Overview
This resume highlights Kyle Dickinson's skills, education, and experience as an aspiring quant intern with a focus on programming, machine learning, and leadership roles.
Profile & Objective
- Highly motivated high school senior proficient in Python, Pandas, and JavaScript.
- Experienced in programming and statistical modeling for quantitative finance.
- Seeks quant internship for real-world experience before starting Operations Research and Statistics at Carnegie Mellon University.
Work Experience
- Shift Leader at Dunkin since October 2023, supervising six workers per shift.
- Trained over 20 new employees on computer systems.
- Addressed employee and customer concerns with management as needed.
- Team member (June 2023 - October 2023) managing coffee/food orders and emphasizing strong customer service.
Relevant Projects and Experience
- Formula 1 Pit Stop Predictor: Built a LightGBM machine learning model to predict pit stop timing, outperforming historical baselines by 45% using Mean Squared Error.

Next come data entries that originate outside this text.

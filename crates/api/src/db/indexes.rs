//! Declared indexes and startup synchronization.
//!
//! Indexes that carry invariants live here rather than in migrations. At
//! startup [`sync_indexes`] builds any that are missing. If rows already
//! violate a unique index, `PostgreSQL` refuses to build it; the offending
//! groups are collected into [`IndexSyncError::ConflictingData`] and
//! [`resolve_sync_outcome`] decides, per [`IndexSyncPolicy`], whether startup
//! continues.
//!
//! Replicas may start together. Each index is checked and built while holding
//! a transaction-scoped advisory lock, so only one of them runs the
//! `CREATE INDEX` and the others see it as existing.

use std::fmt;
use std::str::FromStr;

use sqlx::{PgExecutor, PgPool};
use thiserror::Error;

/// A storage index declared in code.
#[derive(Debug, Clone, Copy, PartialEq, Eq)]
pub struct IndexDefinition {
    /// Index name, unique within the schema.
    pub name: &'static str,
    /// Indexed table.
    pub table: &'static str,
    /// Indexed columns, in order.
    pub columns: &'static [&'static str],
    /// Whether the index enforces uniqueness.
    pub unique: bool,
}

impl IndexDefinition {
    /// The `CREATE INDEX` statement for this definition.
    #[must_use]
    pub fn create_statement(&self) -> String {
        format!(
            "CREATE {unique}INDEX IF NOT EXISTS {name} ON {table} ({columns})",
            unique = if self.unique { "UNIQUE " } else { "" },
            name = self.name,
            table = self.table,
            columns = self.columns.join(", "),
        )
    }

    /// A query listing groups of rows that share the indexed columns.
    #[must_use]
    pub fn duplicates_query(&self) -> String {
        let key = self
            .columns
            .iter()
            .map(|c| format!("'{c}=' || {c}::text"))
            .collect::<Vec<_>>()
            .join(", ");

        format!(
            "SELECT concat_ws(', ', {key}) AS key, COUNT(*) AS copies \
             FROM {table} GROUP BY {columns} HAVING COUNT(*) > 1 \
             ORDER BY copies DESC, key LIMIT {limit}",
            table = self.table,
            columns = self.columns.join(", "),
            limit = MAX_REPORTED_DUPLICATES,
        )
    }
}

/// One contact name per owner.
pub const CONTACT_OWNER_NAME: IndexDefinition = IndexDefinition {
    name: "contact_owner_name_key",
    table: "contact",
    columns: &["owner_id", "name"],
    unique: true,
};

/// Every index synchronized at startup.
pub const DECLARED_INDEXES: &[IndexDefinition] = &[CONTACT_OWNER_NAME];

/// Cap on duplicate groups reported per index.
const MAX_REPORTED_DUPLICATES: i64 = 50;

/// Advisory lock key serializing index builds across replicas ("contacts").
const INDEX_SYNC_LOCK_KEY: i64 = 0x636f_6e74_6163_7473;

/// What startup does when existing rows prevent a unique index from being built.
#[derive(Debug, Clone, Copy, PartialEq, Eq, Default)]
pub enum IndexSyncPolicy {
    /// Log every conflicting group and keep starting.
    #[default]
    Warn,
    /// Refuse to start.
    Strict,
}

impl FromStr for IndexSyncPolicy {
    type Err = String;

    fn from_str(s: &str) -> Result<Self, Self::Err> {
        match s.to_ascii_lowercase().as_str() {
            "warn" => Ok(Self::Warn),
            "strict" => Ok(Self::Strict),
            other => Err(format!("expected 'warn' or 'strict', got '{other}'")),
        }
    }
}

impl fmt::Display for IndexSyncPolicy {
    fn fmt(&self, f: &mut fmt::Formatter<'_>) -> fmt::Result {
        match self {
            Self::Warn => f.write_str("warn"),
            Self::Strict => f.write_str("strict"),
        }
    }
}

/// A set of rows sharing the same indexed key.
#[derive(Debug, Clone, PartialEq, Eq, sqlx::FromRow)]
pub struct DuplicateGroup {
    /// The shared key, rendered as `column=value` pairs.
    pub key: String,
    /// How many rows share it.
    pub copies: i64,
}

/// Outcome of a successful sync.
#[derive(Debug, Clone, Default, PartialEq, Eq)]
pub struct IndexSyncReport {
    /// Indexes built by this run.
    pub created: Vec<&'static str>,
    /// Indexes that were already present.
    pub existing: Vec<&'static str>,
}

/// Errors raised while synchronizing indexes.
#[derive(Debug, Error)]
pub enum IndexSyncError {
    /// Existing rows violate a unique index, so it could not be built.
    #[error("index {index} cannot be built: {} duplicate key group(s) in existing data", .duplicates.len())]
    ConflictingData {
        /// Name of the index that failed.
        index: &'static str,
        /// The offending key groups.
        duplicates: Vec<DuplicateGroup>,
    },

    /// Any other database failure.
    #[error("index sync failed: {0}")]
    Database(#[from] sqlx::Error),
}

/// Whether an index with this name exists in the current schema.
///
/// # Errors
///
/// Returns `sqlx::Error` if the catalog query fails.
pub async fn index_exists<'e>(
    executor: impl PgExecutor<'e>,
    index: &IndexDefinition,
) -> Result<bool, sqlx::Error> {
    sqlx::query_scalar(
        r"
        SELECT EXISTS (
            SELECT 1 FROM pg_indexes
            WHERE schemaname = current_schema() AND indexname = $1
        )
        ",
    )
    .bind(index.name)
    .fetch_one(executor)
    .await
}

/// Groups of existing rows that would violate `index` (empty for non-unique
/// indexes).
///
/// # Errors
///
/// Returns `sqlx::Error` if the query fails.
pub async fn find_duplicates(
    pool: &PgPool,
    index: &IndexDefinition,
) -> Result<Vec<DuplicateGroup>, sqlx::Error> {
    if !index.unique {
        return Ok(Vec::new());
    }

    let query = index.duplicates_query();
    sqlx::query_as::<_, DuplicateGroup>(&query)
        .fetch_all(pool)
        .await
}

/// Build every declared index that does not exist yet.
///
/// Safe to run from several processes at once: the existence check and the
/// build happen under one advisory lock, and an index another process
/// built in the meantime is reported as existing.
///
/// # Errors
///
/// Returns [`IndexSyncError::ConflictingData`] for the first unique index
/// that existing rows violate, and [`IndexSyncError::Database`] for anything
/// else.
pub async fn sync_indexes(
    pool: &PgPool,
    declared: &[IndexDefinition],
) -> Result<IndexSyncReport, IndexSyncError> {
    let mut report = IndexSyncReport::default();

    for index in declared {
        let mut tx = pool.begin().await?;
        sqlx::query("SELECT pg_advisory_xact_lock($1)")
            .bind(INDEX_SYNC_LOCK_KEY)
            .execute(&mut *tx)
            .await?;

        if index_exists(&mut *tx, index).await? {
            tx.commit().await?;
            tracing::debug!(index = index.name, "Index already present");
            report.existing.push(index.name);
            continue;
        }

        let create = index.create_statement();
        match sqlx::query(&create).execute(&mut *tx).await {
            Ok(_) => {
                tx.commit().await?;
                tracing::info!(index = index.name, table = index.table, "Index created");
                report.created.push(index.name);
            }
            Err(sqlx::Error::Database(db_err)) if db_err.is_unique_violation() => {
                tx.rollback().await?;

                let duplicates = find_duplicates(pool, index).await?;
                if !duplicates.is_empty() {
                    return Err(IndexSyncError::ConflictingData {
                        index: index.name,
                        duplicates,
                    });
                }

                // Name clash in the catalog: built elsewhere without the lock
                if index_exists(pool, index).await? {
                    tracing::debug!(index = index.name, "Index built concurrently");
                    report.existing.push(index.name);
                    continue;
                }

                return Err(sqlx::Error::Database(db_err).into());
            }
            Err(e) => return Err(e.into()),
        }
    }

    Ok(report)
}

/// Apply the configured policy to a sync result.
///
/// Under [`IndexSyncPolicy::Warn`] conflicting data is logged and swallowed;
/// under [`IndexSyncPolicy::Strict`] it is returned. Database failures are
/// always returned.
///
/// # Errors
///
/// Returns the sync error when the policy does not tolerate it.
pub fn resolve_sync_outcome(
    result: Result<IndexSyncReport, IndexSyncError>,
    policy: IndexSyncPolicy,
) -> Result<IndexSyncReport, IndexSyncError> {
    match result {
        Ok(report) => {
            tracing::info!(
                created = report.created.len(),
                existing = report.existing.len(),
                "Indexes synchronized"
            );
            Ok(report)
        }
        Err(IndexSyncError::ConflictingData { index, duplicates })
            if policy == IndexSyncPolicy::Warn =>
        {
            for group in &duplicates {
                tracing::warn!(
                    index,
                    key = %group.key,
                    copies = group.copies,
                    "Existing rows violate declared unique index"
                );
            }
            tracing::warn!(
                index,
                "Index not built; uniqueness is NOT enforced until duplicates are resolved \
                 and `contacts-cli indexes sync` is run"
            );
            Ok(IndexSyncReport::default())
        }
        Err(e) => Err(e),
    }
}

#[cfg(test)]
#[allow(clippy::unwrap_used)]
mod tests {
    use super::*;

    #[test]
    fn test_contact_index_statement() {
        assert_eq!(
            CONTACT_OWNER_NAME.create_statement(),
            "CREATE UNIQUE INDEX IF NOT EXISTS contact_owner_name_key ON contact (owner_id, name)"
        );
    }

    #[test]
    fn test_non_unique_statement() {
        let index = IndexDefinition {
            name: "contact_phone_idx",
            table: "contact",
            columns: &["phone"],
            unique: false,
        };
        assert_eq!(
            index.create_statement(),
            "CREATE INDEX IF NOT EXISTS contact_phone_idx ON contact (phone)"
        );
    }

    #[test]
    fn test_duplicates_query_groups_by_all_columns() {
        let sql = CONTACT_OWNER_NAME.duplicates_query();
        assert!(sql.contains("GROUP BY owner_id, name"));
        assert!(sql.contains("'owner_id=' || owner_id::text"));
        assert!(sql.contains("HAVING COUNT(*) > 1"));
    }

    #[test]
    fn test_policy_parse() {
        assert_eq!("warn".parse::<IndexSyncPolicy>(), Ok(IndexSyncPolicy::Warn));
        assert_eq!("STRICT".parse::<IndexSyncPolicy>(), Ok(IndexSyncPolicy::Strict));
        assert!("fail".parse::<IndexSyncPolicy>().is_err());
    }

    fn conflict() -> Result<IndexSyncReport, IndexSyncError> {
        Err(IndexSyncError::ConflictingData {
            index: CONTACT_OWNER_NAME.name,
            duplicates: vec![DuplicateGroup {
                key: "owner_id=1, name=Bob".to_owned(),
                copies: 2,
            }],
        })
    }

    #[test]
    fn test_warn_policy_tolerates_conflicting_data() {
        let report = resolve_sync_outcome(conflict(), IndexSyncPolicy::Warn).unwrap();
        assert!(report.created.is_empty());
    }

    #[test]
    fn test_strict_policy_rejects_conflicting_data() {
        let err = resolve_sync_outcome(conflict(), IndexSyncPolicy::Strict).unwrap_err();
        assert!(matches!(
            err,
            IndexSyncError::ConflictingData { index: "contact_owner_name_key", .. }
        ));
    }

    #[test]
    fn test_database_errors_are_fatal_under_both_policies() {
        for policy in [IndexSyncPolicy::Warn, IndexSyncPolicy::Strict] {
            let result = resolve_sync_outcome(Err(sqlx::Error::PoolTimedOut.into()), policy);
            assert!(matches!(result, Err(IndexSyncError::Database(_))));
        }
    }

    #[test]
    fn test_success_passes_through() {
        let report = IndexSyncReport {
            created: vec!["contact_owner_name_key"],
            existing: vec![],
        };
        assert_eq!(
            resolve_sync_outcome(Ok(report.clone()), IndexSyncPolicy::Strict).unwrap(),
            report
        );
    }
}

- Data collected and cleaned via FastF1 API, managed using Pandas.
- Inspirit AI: Learned ML foundations, used Pandas in Jupyter, and designed a natural language processing algorithm for stock prediction with 86% accuracy.
- Massachusetts Science and Engineering Fair: Developed grading software leveraging color psychology and game theory to motivate students.
Education
- Incoming freshman at Carnegie Mellon University, majoring in Mathematical Science with Operations Research and Statistics concentration (Fall 2025).
- Completed AP Statistics, AP Computer Science, and AP Calculus BC.
- Mansfield High School: Co-founder of Robotics team, Varsity Track and Cross Country captain, Class President, Engineering program participant.
- Southeastern Regional Vocational Technical High School: Attended from September 2021 to October 2022.
- Louisiana State University Math Circle (July 2022): Researched subgraphs in graph theory, course instructed by Ivy League graduates.
Key Terms & Definitions
- Mean Squared Error (MSE) — A metric to measure the accuracy of a predictive model by averaging the squares of errors.
- LightGBM — A gradient boosting framework for building efficient machine learning models.
- Natural Language Processing (NLP) — Area of AI focused on the interaction between computers and human languages.
- Pandas — A Python library for data manipulation and analysis.
Action Items / Next Steps
- Apply for quant internships to gain real-world experience.
- Prepare for studies in Operations Research and Statistics at Carnegie Mellon University.
- Continue developing proficiency in machine learning and programming.